====== Exercise data
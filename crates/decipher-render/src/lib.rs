#![forbid(unsafe_code)]

//! Minimal render surface for decipher.
//!
//! A [`Buffer`] is a row-major grid of [`Cell`]s; widgets draw into it and
//! the host presents it however it likes (this crate performs no terminal
//! I/O). Styling is a flat [`Style`] of optional foreground, background,
//! and attribute flags. There is deliberately no theme or stylesheet
//! layer on top.
//!
//! [`Buffer`]: buffer::Buffer
//! [`Cell`]: cell::Cell
//! [`Style`]: style::Style

pub mod buffer;
pub mod cell;
pub mod style;

pub use buffer::Buffer;
pub use cell::{Cell, PackedRgba, StyleFlags};
pub use style::Style;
============
_To do_: Each line from the start of the listing above through the line containing "pub mod cell;" must be reproduced exactly. Leave out the rest.

_Your solution_:
filename crates/decipher-render/src/lib.rs
#![forbid(unsafe_code)]

//! Minimal render surface for decipher.
//!
//! A [`Buffer`] is a row-major grid of [`Cell`]s; widgets draw into it and
//! the host presents it however it likes (this crate performs no terminal
//! I/O). Styling is a flat [`Style`] of optional foreground, background,
//! and attribute flags. There is deliberately no theme or stylesheet
//! layer on top.
//!
//! [`Buffer`]: buffer::Buffer
//! [`Cell`]: cell::Cell
//! [`Style`]: style::Style

pub mod buffer;
pub mod cell;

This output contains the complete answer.